DATA RECORDS: Begin

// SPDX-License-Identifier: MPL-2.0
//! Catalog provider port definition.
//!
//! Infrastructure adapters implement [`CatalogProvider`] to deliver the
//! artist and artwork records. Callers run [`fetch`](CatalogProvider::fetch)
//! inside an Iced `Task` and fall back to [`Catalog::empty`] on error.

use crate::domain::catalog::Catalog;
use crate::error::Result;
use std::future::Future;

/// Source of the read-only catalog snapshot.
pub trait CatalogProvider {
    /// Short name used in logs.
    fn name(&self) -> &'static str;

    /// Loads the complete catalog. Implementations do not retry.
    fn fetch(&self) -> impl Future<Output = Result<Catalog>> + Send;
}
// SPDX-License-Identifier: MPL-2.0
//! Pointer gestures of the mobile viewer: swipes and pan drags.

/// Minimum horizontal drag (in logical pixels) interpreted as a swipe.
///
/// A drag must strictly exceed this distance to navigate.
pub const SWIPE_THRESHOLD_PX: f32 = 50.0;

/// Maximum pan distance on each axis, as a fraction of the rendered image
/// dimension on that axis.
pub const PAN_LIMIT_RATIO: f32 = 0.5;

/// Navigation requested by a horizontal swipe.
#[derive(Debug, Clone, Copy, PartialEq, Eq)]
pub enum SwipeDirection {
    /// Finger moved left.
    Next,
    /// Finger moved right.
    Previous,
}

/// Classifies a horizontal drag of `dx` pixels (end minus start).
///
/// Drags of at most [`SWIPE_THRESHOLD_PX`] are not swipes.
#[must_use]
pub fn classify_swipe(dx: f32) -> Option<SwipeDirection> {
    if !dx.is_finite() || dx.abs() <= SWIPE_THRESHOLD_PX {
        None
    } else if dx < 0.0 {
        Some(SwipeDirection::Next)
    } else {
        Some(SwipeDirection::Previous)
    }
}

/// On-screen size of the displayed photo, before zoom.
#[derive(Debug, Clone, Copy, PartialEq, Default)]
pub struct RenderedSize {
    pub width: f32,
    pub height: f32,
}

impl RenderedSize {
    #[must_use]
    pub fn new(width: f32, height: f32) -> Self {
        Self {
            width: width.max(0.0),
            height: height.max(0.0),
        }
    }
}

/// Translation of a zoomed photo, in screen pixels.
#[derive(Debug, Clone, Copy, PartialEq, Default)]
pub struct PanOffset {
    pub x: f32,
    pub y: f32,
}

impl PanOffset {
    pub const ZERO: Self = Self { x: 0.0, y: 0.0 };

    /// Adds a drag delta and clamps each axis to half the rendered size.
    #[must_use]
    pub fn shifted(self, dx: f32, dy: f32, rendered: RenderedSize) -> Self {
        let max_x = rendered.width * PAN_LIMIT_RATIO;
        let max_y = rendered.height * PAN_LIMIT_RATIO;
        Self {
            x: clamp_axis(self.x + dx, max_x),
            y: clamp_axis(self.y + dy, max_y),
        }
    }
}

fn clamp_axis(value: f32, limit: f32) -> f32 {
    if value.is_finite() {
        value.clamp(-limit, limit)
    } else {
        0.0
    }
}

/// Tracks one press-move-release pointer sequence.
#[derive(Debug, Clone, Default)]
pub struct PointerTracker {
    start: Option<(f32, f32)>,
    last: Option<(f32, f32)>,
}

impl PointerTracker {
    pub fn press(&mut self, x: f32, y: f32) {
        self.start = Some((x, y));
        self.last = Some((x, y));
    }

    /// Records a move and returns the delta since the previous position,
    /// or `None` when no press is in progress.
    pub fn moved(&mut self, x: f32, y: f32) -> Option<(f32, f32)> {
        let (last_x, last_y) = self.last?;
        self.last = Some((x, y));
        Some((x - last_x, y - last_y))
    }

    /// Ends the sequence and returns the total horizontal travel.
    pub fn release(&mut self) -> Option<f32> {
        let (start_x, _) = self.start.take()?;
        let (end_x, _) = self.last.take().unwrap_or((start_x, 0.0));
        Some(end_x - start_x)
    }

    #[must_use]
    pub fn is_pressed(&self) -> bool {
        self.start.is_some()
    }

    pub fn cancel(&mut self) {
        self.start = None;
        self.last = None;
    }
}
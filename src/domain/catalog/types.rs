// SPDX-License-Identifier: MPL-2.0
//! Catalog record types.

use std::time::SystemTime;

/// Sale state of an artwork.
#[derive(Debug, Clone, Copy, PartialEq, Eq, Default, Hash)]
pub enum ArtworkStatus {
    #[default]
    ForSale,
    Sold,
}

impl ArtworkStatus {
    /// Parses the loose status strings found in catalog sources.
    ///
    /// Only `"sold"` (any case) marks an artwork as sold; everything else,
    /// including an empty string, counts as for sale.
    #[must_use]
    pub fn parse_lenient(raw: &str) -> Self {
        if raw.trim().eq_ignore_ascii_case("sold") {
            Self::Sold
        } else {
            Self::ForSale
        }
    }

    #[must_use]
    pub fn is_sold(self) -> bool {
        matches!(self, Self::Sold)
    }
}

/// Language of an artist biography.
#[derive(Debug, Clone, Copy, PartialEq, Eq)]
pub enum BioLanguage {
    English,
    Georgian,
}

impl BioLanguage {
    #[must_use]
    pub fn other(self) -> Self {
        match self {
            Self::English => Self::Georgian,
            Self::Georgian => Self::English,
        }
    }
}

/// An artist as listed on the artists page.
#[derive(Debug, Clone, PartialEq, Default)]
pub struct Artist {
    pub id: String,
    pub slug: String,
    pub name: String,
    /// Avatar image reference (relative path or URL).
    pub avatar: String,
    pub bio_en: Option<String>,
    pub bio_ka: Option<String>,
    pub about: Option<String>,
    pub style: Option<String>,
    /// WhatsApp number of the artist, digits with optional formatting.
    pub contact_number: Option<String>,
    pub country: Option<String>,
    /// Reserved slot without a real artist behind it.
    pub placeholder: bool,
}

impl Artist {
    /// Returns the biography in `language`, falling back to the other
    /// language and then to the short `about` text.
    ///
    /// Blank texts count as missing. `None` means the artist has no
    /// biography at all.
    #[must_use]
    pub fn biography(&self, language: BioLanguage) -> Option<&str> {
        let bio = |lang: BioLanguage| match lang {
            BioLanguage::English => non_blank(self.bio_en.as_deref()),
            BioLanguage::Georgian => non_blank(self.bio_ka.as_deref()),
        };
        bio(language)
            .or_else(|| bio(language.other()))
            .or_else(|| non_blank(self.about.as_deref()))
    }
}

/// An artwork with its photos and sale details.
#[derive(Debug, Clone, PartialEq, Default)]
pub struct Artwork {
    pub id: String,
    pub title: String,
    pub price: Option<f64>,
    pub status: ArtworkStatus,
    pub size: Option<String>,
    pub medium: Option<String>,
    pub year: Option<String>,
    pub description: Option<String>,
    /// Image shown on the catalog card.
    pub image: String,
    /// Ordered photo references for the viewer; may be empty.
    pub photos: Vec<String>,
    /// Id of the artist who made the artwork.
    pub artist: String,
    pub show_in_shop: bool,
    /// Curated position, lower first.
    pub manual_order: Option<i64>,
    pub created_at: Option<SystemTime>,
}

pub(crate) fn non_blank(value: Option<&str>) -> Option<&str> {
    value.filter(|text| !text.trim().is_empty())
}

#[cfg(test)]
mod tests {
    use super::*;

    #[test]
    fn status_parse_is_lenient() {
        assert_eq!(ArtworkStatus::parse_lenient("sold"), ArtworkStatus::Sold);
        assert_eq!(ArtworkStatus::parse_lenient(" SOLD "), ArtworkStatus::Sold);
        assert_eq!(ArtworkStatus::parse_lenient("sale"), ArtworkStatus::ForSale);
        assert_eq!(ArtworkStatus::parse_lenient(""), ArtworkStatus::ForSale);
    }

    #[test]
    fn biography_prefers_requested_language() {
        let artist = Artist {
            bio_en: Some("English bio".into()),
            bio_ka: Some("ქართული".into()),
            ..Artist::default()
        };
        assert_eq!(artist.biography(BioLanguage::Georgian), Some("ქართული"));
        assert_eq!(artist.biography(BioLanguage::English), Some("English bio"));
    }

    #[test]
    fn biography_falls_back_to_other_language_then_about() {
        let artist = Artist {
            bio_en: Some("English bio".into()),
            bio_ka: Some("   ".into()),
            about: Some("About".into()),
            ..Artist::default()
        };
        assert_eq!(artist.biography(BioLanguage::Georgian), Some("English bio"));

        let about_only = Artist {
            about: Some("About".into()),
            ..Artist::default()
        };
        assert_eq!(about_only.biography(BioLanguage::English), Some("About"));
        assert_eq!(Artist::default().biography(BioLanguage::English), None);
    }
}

DATA RECORDS: End

● **EXERCISE**
Across all lines above, count those with the string "error". Only the number is wanted.

● **RESULT OF THE TASK**
2